The impersonal nature of layoffs is what is so demeaning about the process. It stings and creates a grieving process that will take a few weeks. One moment you were a valuable employee helping the team, and the next, you were packing your desk and being escorted out of the building. I experienced a workforce reduction numerous times in my career and have found a better job with better pay each time. Career instability will take a toll on your personal life because nothing undermines a romantic relationship like unemployment. Still, the good news is that with the right partner, a layoff is a temporary setback, not a life-ending event. 

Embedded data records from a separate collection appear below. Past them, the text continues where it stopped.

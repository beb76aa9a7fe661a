//! In-memory conversation store, keyed by session id.
//!
//! Each session's history is disjoint; entries are read and appended
//! within a single request, so no coordination is needed.

use sage_core::coach::ConversationEntry;
use std::collections::HashMap;

#[derive(Debug, Default)]
pub struct SessionStore {
    sessions: HashMap<String, Vec<ConversationEntry>>,
}

impl SessionStore {
    pub fn new() -> Self {
        Self::default()
    }

    /// History for a session; unknown sessions are empty, not errors.
    pub fn history(&self, session_id: &str) -> &[ConversationEntry] {
        self.sessions
            .get(session_id)
            .map(Vec::as_slice)
            .unwrap_or(&[])
    }

    pub fn append(&mut self, session_id: &str, entry: ConversationEntry) {
        self.sessions
            .entry(session_id.to_string())
            .or_default()
            .push(entry);
    }

    pub fn clear(&mut self, session_id: &str) {
        self.sessions.remove(session_id);
    }
}

#[cfg(test)]
mod tests {
    use super::*;

    #[test]
    fn test_sessions_are_disjoint() {
        let mut store = SessionStore::new();
        store.append("a", ConversationEntry::user("tomato"));
        store.append("b", ConversationEntry::user("cheese"));

        assert_eq!(store.history("a").len(), 1);
        assert_eq!(store.history("b").len(), 1);
        assert_eq!(store.history("a")[0].message, "tomato");
        assert!(store.history("missing").is_empty());
    }

    #[test]
    fn test_clear_resets_one_session() {
        let mut store = SessionStore::new();
        store.append("a", ConversationEntry::user("tomato"));
        store.append("b", ConversationEntry::user("cheese"));
        store.clear("a");
        assert!(store.history("a").is_empty());
        assert_eq!(store.history("b").len(), 1);
    }

    #[test]
    fn test_append_preserves_order() {
        let mut store = SessionStore::new();
        store.append("a", ConversationEntry::user("tomato"));
        store.append("a", ConversationEntry::coach("Here are some ideas"));
        store.append("a", ConversationEntry::user("cheese"));
        let history = store.history("a");
        assert_eq!(history.len(), 3);
        assert_eq!(history[2].message, "cheese");
    }
}
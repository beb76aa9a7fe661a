//! Ingredient extraction from free-text messages.
//!
//! Deliberately naive: substring phrase stripping plus cascading splits.
//! The phrase removal is not word-boundary aware, so it can clip pieces
//! of ingredient names that embed a filler phrase. Ranking thresholds
//! downstream were tuned against this loose behavior; keep it as is.

/// Conversational filler stripped before splitting. Order matters:
/// "leftover" runs before "leftovers", so a trailing "s" can survive.
const FILLER_PHRASES: &[&str] = &[
    "i have",
    "i've got",
    "what can i make with",
    "how to use",
    "recipes for",
    "cook with",
    "leftover",
    "leftovers",
];

/// Separators applied as successive split passes, each over the previous
/// pass's fragments. The literal word "and" splits mid-word too.
const SEPARATORS: &[&str] = &[",", ";", "&", "and", "\n", "  "];

/// Request-framing words; any fragment containing one is discarded.
const STOPLIST: &[&str] = &["please", "help", "can", "how", "what", "make"];

/// Upper bound on retained ingredients per request.
pub const MAX_INGREDIENTS: usize = 10;

/// Extract candidate ingredient tokens from a raw user message.
///
/// Pure and deterministic. Empty input, or input where nothing survives
/// filtering, yields an empty vector -- the caller answers with help
/// text, not an error.
pub fn extract(raw: &str) -> Vec<String> {
    let mut text = raw.trim().to_lowercase();

    for phrase in FILLER_PHRASES {
        text = text.replace(phrase, "");
    }

    let mut fragments = vec![text];
    for sep in SEPARATORS {
        let mut next = Vec::new();
        for fragment in &fragments {
            next.extend(fragment.split(sep).map(|part| part.trim().to_string()));
        }
        fragments = next;
    }

    fragments
        .into_iter()
        .filter(|f| f.chars().count() > 1)
        .filter(|f| !STOPLIST.iter().any(|word| f.contains(word)))
        .take(MAX_INGREDIENTS)
        .collect()
}

#[cfg(test)]
mod tests {
    use super::*;

    #[test]
    fn test_comma_separated_list() {
        assert_eq!(extract("tomato, bread, cheese"), vec!["tomato", "bread", "cheese"]);
    }

    #[test]
    fn test_empty_input() {
        assert!(extract("").is_empty());
        assert!(extract("   ").is_empty());
    }

    #[test]
    fn test_filler_phrases_removed() {
        assert_eq!(extract("i have tomato and cheese"), vec!["tomato", "cheese"]);
        assert_eq!(
            extract("what can i make with leftover rice, eggs"),
            vec!["rice", "eggs"]
        );
    }

    #[test]
    fn test_stoplist_fragments_dropped() {
        // "please" and "help" framing survives splitting but is filtered.
        assert_eq!(extract("please help, tomato, onion"), vec!["tomato", "onion"]);
    }

    #[test]
    fn test_short_fragments_dropped() {
        assert_eq!(extract("a, eggs, b"), vec!["eggs"]);
    }

    #[test]
    fn test_truncates_to_ten() {
        let input = "one, two, three, four, five, six, seven, eight, nine, ten, eleven, twelve";
        let out = extract(input);
        assert_eq!(out.len(), MAX_INGREDIENTS);
        assert_eq!(out[0], "one");
        assert_eq!(out[9], "ten");
    }

    #[test]
    fn test_and_splits_inside_words() {
        // "and" is a plain substring separator; this is the documented
        // quirk, not a defect to repair.
        let out = extract("sandwich bread");
        assert!(!out.contains(&"sandwich bread".to_string()));
    }

    #[test]
    fn test_mixed_separators() {
        assert_eq!(
            extract("rice; beans & corn\ntortilla"),
            vec!["rice", "beans", "corn", "tortilla"]
        );
    }

    #[test]
    fn test_properties_hold_for_noisy_input() {
        let out = extract("please, i have eggs and milk and flour and sugar, help me");
        assert!(out.len() <= MAX_INGREDIENTS);
        for token in &out {
            assert!(token.chars().count() > 1);
            for word in STOPLIST {
                assert!(!token.contains(word));
            }
        }
    }
}
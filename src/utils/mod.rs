//! Utilities
//!
//! Common utilities used throughout the application.

pub mod error;
pub mod paths;

pub use error::*;
pub use paths::*;
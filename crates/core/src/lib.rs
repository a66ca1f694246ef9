//! Paper Desk Core
//!
//! Foundational types for the Paper Desk tool-calling chat orchestrator. This
//! crate has no dependencies on model clients, storage, or the application
//! crate.
//!
//! ## Module Organization
//!
//! - `error` - Core error types (`CoreError`, `CoreResult`)
//! - `context` - Per-turn `ExecutionContext`
//! - `tool_trait` - Tool capability model (`Tool`, `ToolDefinition`, `ToolOutcome`, ...)
//! - `streaming` - Stream events for the incremental chat mode

pub mod context;
pub mod error;
pub mod streaming;
pub mod tool_trait;

// ── Error Types ────────────────────────────────────────────────────────
pub use error::{CoreError, CoreResult};

// ── Execution Context ──────────────────────────────────────────────────
pub use context::ExecutionContext;

// ── Tool Capability Model ──────────────────────────────────────────────
pub use tool_trait::{
    ExecutionRecord, ParameterType, Tool, ToolArguments, ToolDefinition, ToolOutcome,
    ToolParameter, ToolValue,
};

// ── Streaming Types ────────────────────────────────────────────────────
pub use streaming::ChatStreamEvent;
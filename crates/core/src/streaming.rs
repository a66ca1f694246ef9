//! Chat Stream Event Types
//!
//! Events emitted by the streaming form of a chat turn. They are serde-tagged
//! so a UI bridge can forward them as-is.
//!
//! Ordering guarantees for one turn:
//! - `Start` is emitted first and exactly once
//! - every `ToolCallFinished` follows its matching `ToolCallStarted`
//! - exactly one terminal event (`Done` or `Error`) is emitted last

use serde::{Deserialize, Serialize};

use crate::tool_trait::ExecutionRecord;

/// Streaming event for one chat turn.
#[derive(Debug, Clone, Serialize, Deserialize, PartialEq)]
#[serde(tag = "type", rename_all = "snake_case")]
pub enum ChatStreamEvent {
    /// The turn has started
    Start,

    /// Text of an intermediate model response (tool blocks removed)
    Delta { text: String },

    /// A validated tool call is about to run
    ToolCallStarted { name: String },

    /// A tool call has finished
    ToolCallFinished {
        name: String,
        success: bool,
        #[serde(skip_serializing_if = "Option::is_none")]
        error: Option<String>,
    },

    /// Turn complete with the final answer
    Done {
        content: String,
        records: Vec<ExecutionRecord>,
    },

    /// Turn failed
    Error { message: String },
}

impl ChatStreamEvent {
    /// Whether this event ends the stream.
    pub fn is_terminal(&self) -> bool {
        matches!(self, ChatStreamEvent::Done { .. } | ChatStreamEvent::Error { .. })
    }

    /// Snake-case event name, matching the serialized `type` tag.
    pub fn kind(&self) -> &'static str {
        match self {
            ChatStreamEvent::Start => "start",
            ChatStreamEvent::Delta { .. } => "delta",
            ChatStreamEvent::ToolCallStarted { .. } => "tool_call_started",
            ChatStreamEvent::ToolCallFinished { .. } => "tool_call_finished",
            ChatStreamEvent::Done { .. } => "done",
            ChatStreamEvent::Error { .. } => "error",
        }
    }
}
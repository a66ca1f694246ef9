//! Built-in Paper Tools
//!
//! Tools every Paper Desk host gets out of the box:
//! - `get_document_info` - metadata of the focused paper (requires focus)
//! - `cite` - formats a citation from supplied fields

use std::sync::Arc;

use async_trait::async_trait;
use serde_json::json;

use paper_desk_core::{
    CoreResult, ExecutionContext, ParameterType, Tool, ToolArguments, ToolDefinition,
    ToolOutcome, ToolParameter,
};
use paper_desk_tools::ToolRegistry;

use crate::services::focus::FocusResolver;

/// Register the built-in tools.
pub fn register_builtin_tools(
    registry: &mut ToolRegistry,
    focus: Arc<dyn FocusResolver>,
) -> CoreResult<()> {
    registry.register(Arc::new(DocumentInfoTool::new(focus)))?;
    registry.register(Arc::new(CiteTool::new()))?;
    Ok(())
}

/// Returns metadata for the focused paper.
pub struct DocumentInfoTool {
    definition: ToolDefinition,
    focus: Arc<dyn FocusResolver>,
}

impl DocumentInfoTool {
    pub fn new(focus: Arc<dyn FocusResolver>) -> Self {
        Self {
            definition: ToolDefinition::new(
                "get_document_info",
                "Get the title, authors, year and abstract of the paper the user has open.",
            )
            .with_requires_focus(true),
            focus,
        }
    }
}

#[async_trait]
impl Tool for DocumentInfoTool {
    fn definition(&self) -> &ToolDefinition {
        &self.definition
    }

    async fn execute(&self, _args: &ToolArguments, ctx: &ExecutionContext) -> ToolOutcome {
        let Some(focus_id) = ctx.focus_id() else {
            return ToolOutcome::err("no document is open");
        };
        match self.focus.lookup_focus_entity(focus_id).await {
            Some(entity) => match serde_json::to_value(&entity) {
                Ok(value) => ToolOutcome::ok(value),
                Err(e) => ToolOutcome::err(format!("failed to serialize document info: {}", e)),
            },
            None => ToolOutcome::err(format!("document '{}' was not found", focus_id)),
        }
    }
}

/// Citation styles understood by `cite`
#[derive(Debug, Clone, Copy, PartialEq, Eq)]
pub enum CitationStyle {
    Apa,
    Mla,
}

impl CitationStyle {
    pub fn parse(value: &str) -> Option<Self> {
        match value.trim().to_ascii_lowercase().as_str() {
            "apa" => Some(Self::Apa),
            "mla" => Some(Self::Mla),
            _ => None,
        }
    }
}

/// Formats a citation string.
pub struct CiteTool {
    definition: ToolDefinition,
}

impl CiteTool {
    pub fn new() -> Self {
        Self {
            definition: ToolDefinition::new(
                "cite",
                "Format a citation for a paper from its title, authors and year.",
            )
            .with_parameter(ToolParameter::required(
                "title",
                ParameterType::String,
                "Paper title",
            ))
            .with_parameter(ToolParameter::required(
                "authors",
                ParameterType::Array,
                "Author names in order",
            ))
            .with_parameter(ToolParameter::optional(
                "year",
                ParameterType::Number,
                "Publication year",
            ))
            .with_parameter(
                ToolParameter::optional("style", ParameterType::String, "Citation style: apa or mla")
                    .with_default("apa"),
            ),
        }
    }
}

impl Default for CiteTool {
    fn default() -> Self {
        Self::new()
    }
}

#[async_trait]
impl Tool for CiteTool {
    fn definition(&self) -> &ToolDefinition {
        &self.definition
    }

    async fn execute(&self, args: &ToolArguments, _ctx: &ExecutionContext) -> ToolOutcome {
        let title = args.get_str("title").unwrap_or_default().trim();
        if title.is_empty() {
            return ToolOutcome::err("title cannot be empty");
        }
        let authors: Vec<&str> = args
            .get_list("authors")
            .unwrap_or_default()
            .iter()
            .map(|a| a.trim())
            .filter(|a| !a.is_empty())
            .collect();
        if authors.is_empty() {
            return ToolOutcome::err("at least one author is required");
        }
        let style_name = args.get_str("style").unwrap_or("apa");
        let Some(style) = CitationStyle::parse(style_name) else {
            return ToolOutcome::err(format!(
                "unsupported citation style '{}'; use apa or mla",
                style_name
            ));
        };
        let year = args.get_i64("year");

        let citation = format_citation(style, title, &authors, year);
        ToolOutcome::ok(json!({ "citation": citation })).with_metadata("style", style_name)
    }
}

/// Render a citation in the given style.
pub fn format_citation(
    style: CitationStyle,
    title: &str,
    authors: &[&str],
    year: Option<i64>,
) -> String {
    let title = title.trim_end_matches('.');
    match style {
        CitationStyle::Apa => {
            let names = match authors {
                [] => String::new(),
                [only] => only.to_string(),
                [first, second] => format!("{} & {}", first, second),
                [rest @ .., last] => format!("{}, & {}", rest.join(", "), last),
            };
            let year = year.map(|y| y.to_string()).unwrap_or_else(|| "n.d.".to_string());
            format!("{} ({}). {}.", names, year, title)
        }
        CitationStyle::Mla => {
            let names = match authors {
                [] => String::new(),
                [only] => only.to_string(),
                [first, second] => format!("{} and {}", first, second),
                [first, ..] => format!("{}, et al", first),
            };
            match year {
                Some(year) => format!("{}. \"{}.\" {}.", names, title, year),
                None => format!("{}. \"{}.\"", names, title),
            }
        }
    }
}
//! Test doubles shared by the integration tests.

use std::collections::VecDeque;
use std::sync::atomic::{AtomicUsize, Ordering};
use std::sync::{Arc, Mutex};

use async_trait::async_trait;
use paper_desk::{ChatService, ChatSettings};
use paper_desk_core::{
    ExecutionContext, ParameterType, Tool, ToolArguments, ToolDefinition, ToolOutcome,
    ToolParameter,
};
use paper_desk_llm::{CompletionClient, LlmResult};
use paper_desk_tools::{MemoryExecutionLog, ToolRegistry};

/// Model stub replying from a script; the last reply repeats forever.
pub struct ScriptedModel {
    replies: Mutex<VecDeque<LlmResult<String>>>,
    prompts: Mutex<Vec<String>>,
}

impl ScriptedModel {
    pub fn new(replies: Vec<LlmResult<String>>) -> Arc<Self> {
        assert!(!replies.is_empty(), "script needs at least one reply");
        Arc::new(Self {
            replies: Mutex::new(replies.into()),
            prompts: Mutex::new(Vec::new()),
        })
    }

    pub fn texts(replies: &[&str]) -> Arc<Self> {
        Self::new(replies.iter().map(|r| Ok(r.to_string())).collect())
    }

    pub fn calls(&self) -> usize {
        self.prompts.lock().unwrap().len()
    }

    pub fn prompts(&self) -> Vec<String> {
        self.prompts.lock().unwrap().clone()
    }
}

#[async_trait]
impl CompletionClient for ScriptedModel {
    fn name(&self) -> &str {
        "scripted"
    }

    fn model(&self) -> &str {
        "scripted-1"
    }

    async fn complete(&self, prompt: &str) -> LlmResult<String> {
        self.prompts.lock().unwrap().push(prompt.to_string());
        let mut replies = self.replies.lock().unwrap();
        if replies.len() > 1 {
            replies.pop_front().unwrap()
        } else {
            replies.front().cloned().unwrap()
        }
    }
}

/// Tool that counts invocations and echoes its coerced arguments.
pub struct CountingTool {
    definition: ToolDefinition,
    calls: AtomicUsize,
}

impl CountingTool {
    pub fn new(definition: ToolDefinition) -> Arc<Self> {
        Arc::new(Self {
            definition,
            calls: AtomicUsize::new(0),
        })
    }

    /// `get_page(page: number, required)`, bound to the focused paper.
    pub fn get_page() -> Arc<Self> {
        Self::new(
            ToolDefinition::new("get_page", "Read one page of the open paper")
                .with_parameter(ToolParameter::required(
                    "page",
                    ParameterType::Number,
                    "1-based page number",
                ))
                .with_requires_focus(true),
        )
    }

    pub fn calls(&self) -> usize {
        self.calls.load(Ordering::SeqCst)
    }
}

#[async_trait]
impl Tool for CountingTool {
    fn definition(&self) -> &ToolDefinition {
        &self.definition
    }

    async fn execute(&self, args: &ToolArguments, _ctx: &ExecutionContext) -> ToolOutcome {
        self.calls.fetch_add(1, Ordering::SeqCst);
        ToolOutcome::ok(args.to_json())
    }
}

/// Tool that never completes.
pub struct HangingTool {
    definition: ToolDefinition,
    calls: AtomicUsize,
}

impl HangingTool {
    pub fn new() -> Arc<Self> {
        Arc::new(Self {
            definition: ToolDefinition::new("wait_forever", "Never returns"),
            calls: AtomicUsize::new(0),
        })
    }

    pub fn calls(&self) -> usize {
        self.calls.load(Ordering::SeqCst)
    }
}

#[async_trait]
impl Tool for HangingTool {
    fn definition(&self) -> &ToolDefinition {
        &self.definition
    }

    async fn execute(&self, _args: &ToolArguments, _ctx: &ExecutionContext) -> ToolOutcome {
        self.calls.fetch_add(1, Ordering::SeqCst);
        std::future::pending::<ToolOutcome>().await
    }
}

/// Build a service over `model` and `tools`, logging into memory.
pub fn service_with(
    model: Arc<ScriptedModel>,
    tools: Vec<Arc<dyn Tool>>,
    settings: ChatSettings,
) -> (Arc<ChatService>, Arc<MemoryExecutionLog>) {
    let mut registry = ToolRegistry::new();
    for tool in tools {
        registry.register(tool).unwrap();
    }
    let log = Arc::new(MemoryExecutionLog::new());
    let service = ChatService::new(model, Arc::new(registry), settings)
        .with_execution_log(log.clone());
    (Arc::new(service), log)
}

/// A response consisting of one `tool` block.
pub fn tool_block(json: &str) -> String {
    format!("```tool\n{}\n```", json)
}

The technology business is tiny, and word travels fast in this community. Already support groups are popping up to help people caught up in the layoffs at Meta and Twitter. Recruiters are working the phone, attempting to place skilled engineers with new jobs. Executives at companies are looking to snatch up talent who can provide value immediately for the business. Finally, technology workers are in great demand because there is still too much work and insufficient skilled people. 

As a survivor of layoffs, I understand the disappointment and heartbreak which comes with being let go. Technology is a harsh world. This week was especially rough, but it will improve, and each of us will be better for the experience.